Problem requirements: Copy, word for word, the lines of the entries below between the one with "filename shared/src/models/hpp.rs" and the one with "use rust_decimal::Decimal;", inclusive, and leave out everything else.

BEGIN Provided entries

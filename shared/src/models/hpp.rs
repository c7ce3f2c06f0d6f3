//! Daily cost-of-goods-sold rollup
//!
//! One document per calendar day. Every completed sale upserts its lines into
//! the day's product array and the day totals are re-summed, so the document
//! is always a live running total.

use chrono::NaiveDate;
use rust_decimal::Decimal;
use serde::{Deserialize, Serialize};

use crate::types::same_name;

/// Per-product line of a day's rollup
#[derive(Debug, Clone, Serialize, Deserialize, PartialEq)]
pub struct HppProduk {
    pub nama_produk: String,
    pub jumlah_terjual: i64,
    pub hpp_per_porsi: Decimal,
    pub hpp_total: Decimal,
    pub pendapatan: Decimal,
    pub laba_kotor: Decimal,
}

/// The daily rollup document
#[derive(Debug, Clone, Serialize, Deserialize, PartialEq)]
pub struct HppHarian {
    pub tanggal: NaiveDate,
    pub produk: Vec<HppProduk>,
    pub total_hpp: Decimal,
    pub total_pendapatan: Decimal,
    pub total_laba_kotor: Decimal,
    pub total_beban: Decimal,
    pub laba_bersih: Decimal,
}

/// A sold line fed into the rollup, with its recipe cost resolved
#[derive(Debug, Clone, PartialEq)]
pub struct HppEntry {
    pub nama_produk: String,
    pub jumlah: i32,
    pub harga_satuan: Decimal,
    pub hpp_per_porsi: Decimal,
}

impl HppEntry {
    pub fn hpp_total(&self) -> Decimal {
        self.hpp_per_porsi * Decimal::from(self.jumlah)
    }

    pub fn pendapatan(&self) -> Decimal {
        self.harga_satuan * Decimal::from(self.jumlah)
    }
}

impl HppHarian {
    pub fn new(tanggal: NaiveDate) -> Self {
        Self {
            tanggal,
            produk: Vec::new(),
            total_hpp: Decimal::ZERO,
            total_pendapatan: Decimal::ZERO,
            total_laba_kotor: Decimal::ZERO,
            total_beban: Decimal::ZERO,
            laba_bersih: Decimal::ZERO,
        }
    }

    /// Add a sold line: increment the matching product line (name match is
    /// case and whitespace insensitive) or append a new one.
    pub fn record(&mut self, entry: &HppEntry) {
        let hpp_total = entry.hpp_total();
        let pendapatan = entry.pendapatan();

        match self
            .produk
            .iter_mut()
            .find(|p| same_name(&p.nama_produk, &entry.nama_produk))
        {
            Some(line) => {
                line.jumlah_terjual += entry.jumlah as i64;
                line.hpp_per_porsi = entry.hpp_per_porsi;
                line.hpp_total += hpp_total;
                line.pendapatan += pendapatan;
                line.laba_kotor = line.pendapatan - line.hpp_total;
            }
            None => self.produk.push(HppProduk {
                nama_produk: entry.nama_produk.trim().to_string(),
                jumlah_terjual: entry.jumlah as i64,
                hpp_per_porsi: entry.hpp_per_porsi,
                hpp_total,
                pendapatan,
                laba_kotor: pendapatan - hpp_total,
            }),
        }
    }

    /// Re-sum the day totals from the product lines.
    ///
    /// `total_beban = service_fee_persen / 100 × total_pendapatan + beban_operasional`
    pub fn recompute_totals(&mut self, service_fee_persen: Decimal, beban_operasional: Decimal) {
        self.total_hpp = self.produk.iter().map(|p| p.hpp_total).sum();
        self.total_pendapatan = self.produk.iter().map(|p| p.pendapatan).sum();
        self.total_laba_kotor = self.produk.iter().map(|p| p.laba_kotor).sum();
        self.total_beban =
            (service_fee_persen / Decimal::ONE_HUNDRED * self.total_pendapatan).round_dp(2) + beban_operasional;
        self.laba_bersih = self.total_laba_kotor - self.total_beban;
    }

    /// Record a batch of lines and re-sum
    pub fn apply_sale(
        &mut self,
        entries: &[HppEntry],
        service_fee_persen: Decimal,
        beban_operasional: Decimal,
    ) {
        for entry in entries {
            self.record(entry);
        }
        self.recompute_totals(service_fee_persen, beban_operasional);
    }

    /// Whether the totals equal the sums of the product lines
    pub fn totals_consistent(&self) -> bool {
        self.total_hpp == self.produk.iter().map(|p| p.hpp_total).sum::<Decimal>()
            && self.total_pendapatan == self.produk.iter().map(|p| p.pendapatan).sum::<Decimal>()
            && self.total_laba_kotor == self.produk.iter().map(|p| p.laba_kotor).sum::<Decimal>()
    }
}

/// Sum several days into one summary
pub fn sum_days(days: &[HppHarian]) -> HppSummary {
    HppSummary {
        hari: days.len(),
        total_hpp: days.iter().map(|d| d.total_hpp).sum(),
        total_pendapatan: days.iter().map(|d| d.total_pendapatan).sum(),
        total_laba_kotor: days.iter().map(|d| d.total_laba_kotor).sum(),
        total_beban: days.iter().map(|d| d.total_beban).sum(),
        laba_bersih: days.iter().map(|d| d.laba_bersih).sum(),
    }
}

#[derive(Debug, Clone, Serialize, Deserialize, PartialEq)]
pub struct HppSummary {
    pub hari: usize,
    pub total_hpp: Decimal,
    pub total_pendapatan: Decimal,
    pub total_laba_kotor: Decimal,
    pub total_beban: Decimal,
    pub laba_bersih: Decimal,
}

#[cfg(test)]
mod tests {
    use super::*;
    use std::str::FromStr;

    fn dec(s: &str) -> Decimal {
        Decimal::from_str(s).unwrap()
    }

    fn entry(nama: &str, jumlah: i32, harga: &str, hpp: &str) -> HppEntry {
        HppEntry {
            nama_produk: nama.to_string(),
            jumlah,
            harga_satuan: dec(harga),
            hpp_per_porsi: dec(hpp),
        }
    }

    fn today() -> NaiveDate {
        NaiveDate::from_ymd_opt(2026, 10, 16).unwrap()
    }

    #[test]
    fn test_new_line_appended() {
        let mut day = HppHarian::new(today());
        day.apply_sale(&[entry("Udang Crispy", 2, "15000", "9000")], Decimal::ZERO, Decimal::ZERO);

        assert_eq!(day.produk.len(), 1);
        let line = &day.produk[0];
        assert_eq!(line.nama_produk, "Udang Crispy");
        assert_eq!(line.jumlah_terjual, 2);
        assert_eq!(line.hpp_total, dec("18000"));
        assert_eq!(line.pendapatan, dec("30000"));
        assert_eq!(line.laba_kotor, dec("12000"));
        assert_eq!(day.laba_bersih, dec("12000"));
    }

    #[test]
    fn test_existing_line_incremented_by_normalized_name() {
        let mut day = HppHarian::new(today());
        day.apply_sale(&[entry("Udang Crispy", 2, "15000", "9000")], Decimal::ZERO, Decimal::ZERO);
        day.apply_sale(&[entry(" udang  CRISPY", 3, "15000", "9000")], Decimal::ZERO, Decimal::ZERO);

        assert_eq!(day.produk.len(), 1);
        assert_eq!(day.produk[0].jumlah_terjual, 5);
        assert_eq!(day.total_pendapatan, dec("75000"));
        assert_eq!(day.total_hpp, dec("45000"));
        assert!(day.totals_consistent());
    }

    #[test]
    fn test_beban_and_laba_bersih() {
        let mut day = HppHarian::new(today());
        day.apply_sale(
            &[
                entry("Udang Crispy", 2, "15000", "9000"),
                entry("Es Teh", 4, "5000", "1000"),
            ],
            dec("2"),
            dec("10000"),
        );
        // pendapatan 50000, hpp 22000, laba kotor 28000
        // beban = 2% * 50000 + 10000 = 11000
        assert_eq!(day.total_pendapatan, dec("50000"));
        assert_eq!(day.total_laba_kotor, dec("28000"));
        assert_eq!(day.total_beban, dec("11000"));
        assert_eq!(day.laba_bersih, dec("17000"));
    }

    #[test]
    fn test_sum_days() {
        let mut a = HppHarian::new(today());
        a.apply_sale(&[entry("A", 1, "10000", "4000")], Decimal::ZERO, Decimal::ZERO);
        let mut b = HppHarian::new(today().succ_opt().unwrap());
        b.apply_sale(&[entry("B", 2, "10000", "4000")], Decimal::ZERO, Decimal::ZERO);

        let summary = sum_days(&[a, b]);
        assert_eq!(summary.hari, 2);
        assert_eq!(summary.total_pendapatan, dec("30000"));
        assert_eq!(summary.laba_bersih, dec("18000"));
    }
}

END Provided entries
BEGIN Provided entries

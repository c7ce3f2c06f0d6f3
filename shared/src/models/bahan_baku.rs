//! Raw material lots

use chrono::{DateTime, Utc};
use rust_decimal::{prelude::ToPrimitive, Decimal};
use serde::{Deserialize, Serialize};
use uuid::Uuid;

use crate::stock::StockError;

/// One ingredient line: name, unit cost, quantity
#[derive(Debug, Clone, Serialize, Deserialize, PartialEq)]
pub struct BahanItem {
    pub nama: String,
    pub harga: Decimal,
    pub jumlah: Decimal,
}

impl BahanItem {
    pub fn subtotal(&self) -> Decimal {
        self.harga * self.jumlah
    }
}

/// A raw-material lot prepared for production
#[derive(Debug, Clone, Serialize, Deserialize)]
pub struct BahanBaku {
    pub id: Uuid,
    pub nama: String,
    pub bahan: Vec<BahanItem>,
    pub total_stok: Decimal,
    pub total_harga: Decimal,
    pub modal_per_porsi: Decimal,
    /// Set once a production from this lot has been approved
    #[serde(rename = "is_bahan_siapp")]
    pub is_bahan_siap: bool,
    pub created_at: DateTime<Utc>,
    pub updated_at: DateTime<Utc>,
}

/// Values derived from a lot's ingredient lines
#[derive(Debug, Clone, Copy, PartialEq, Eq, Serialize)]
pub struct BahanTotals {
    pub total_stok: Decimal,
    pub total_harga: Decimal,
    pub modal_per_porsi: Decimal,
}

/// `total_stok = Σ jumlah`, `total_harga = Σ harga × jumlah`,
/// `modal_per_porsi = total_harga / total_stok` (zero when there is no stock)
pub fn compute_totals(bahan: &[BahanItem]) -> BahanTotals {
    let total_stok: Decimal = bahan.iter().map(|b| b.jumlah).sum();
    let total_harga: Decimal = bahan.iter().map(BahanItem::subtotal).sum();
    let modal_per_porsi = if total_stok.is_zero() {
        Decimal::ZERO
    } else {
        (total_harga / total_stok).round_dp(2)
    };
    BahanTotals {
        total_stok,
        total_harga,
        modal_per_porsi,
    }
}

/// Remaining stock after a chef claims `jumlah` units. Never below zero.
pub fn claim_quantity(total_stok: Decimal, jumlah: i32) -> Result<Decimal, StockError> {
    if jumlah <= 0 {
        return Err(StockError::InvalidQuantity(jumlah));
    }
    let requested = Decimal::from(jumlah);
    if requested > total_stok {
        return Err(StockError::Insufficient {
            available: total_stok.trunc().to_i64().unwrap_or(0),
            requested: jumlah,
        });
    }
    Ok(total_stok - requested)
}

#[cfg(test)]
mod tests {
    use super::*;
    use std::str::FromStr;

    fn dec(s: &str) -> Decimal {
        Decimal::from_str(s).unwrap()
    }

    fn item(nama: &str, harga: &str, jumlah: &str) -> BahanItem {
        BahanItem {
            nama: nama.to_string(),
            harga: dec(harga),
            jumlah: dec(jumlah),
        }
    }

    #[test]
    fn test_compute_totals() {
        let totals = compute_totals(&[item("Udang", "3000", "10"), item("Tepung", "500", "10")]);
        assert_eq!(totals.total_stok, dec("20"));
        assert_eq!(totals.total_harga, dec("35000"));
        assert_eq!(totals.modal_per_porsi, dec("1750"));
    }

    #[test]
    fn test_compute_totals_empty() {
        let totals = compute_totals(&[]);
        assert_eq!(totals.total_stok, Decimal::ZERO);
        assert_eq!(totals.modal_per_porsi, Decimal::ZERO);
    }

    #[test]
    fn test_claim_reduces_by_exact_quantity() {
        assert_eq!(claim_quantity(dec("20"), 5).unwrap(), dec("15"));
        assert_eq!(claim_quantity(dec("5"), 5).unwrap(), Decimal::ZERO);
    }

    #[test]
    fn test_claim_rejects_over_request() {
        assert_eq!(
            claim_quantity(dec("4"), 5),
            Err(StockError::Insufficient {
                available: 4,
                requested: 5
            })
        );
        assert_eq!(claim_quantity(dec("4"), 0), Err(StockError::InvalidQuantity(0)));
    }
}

END Provided entries

Exercise result:
filename shared/src/models/hpp.rs
repository c7ce3f2c06f0d6f3
//! Daily cost-of-goods-sold rollup
//!
//! One document per calendar day. Every completed sale upserts its lines into
//! the day's product array and the day totals are re-summed, so the document
//! is always a live running total.

use chrono::NaiveDate;
use rust_decimal::Decimal;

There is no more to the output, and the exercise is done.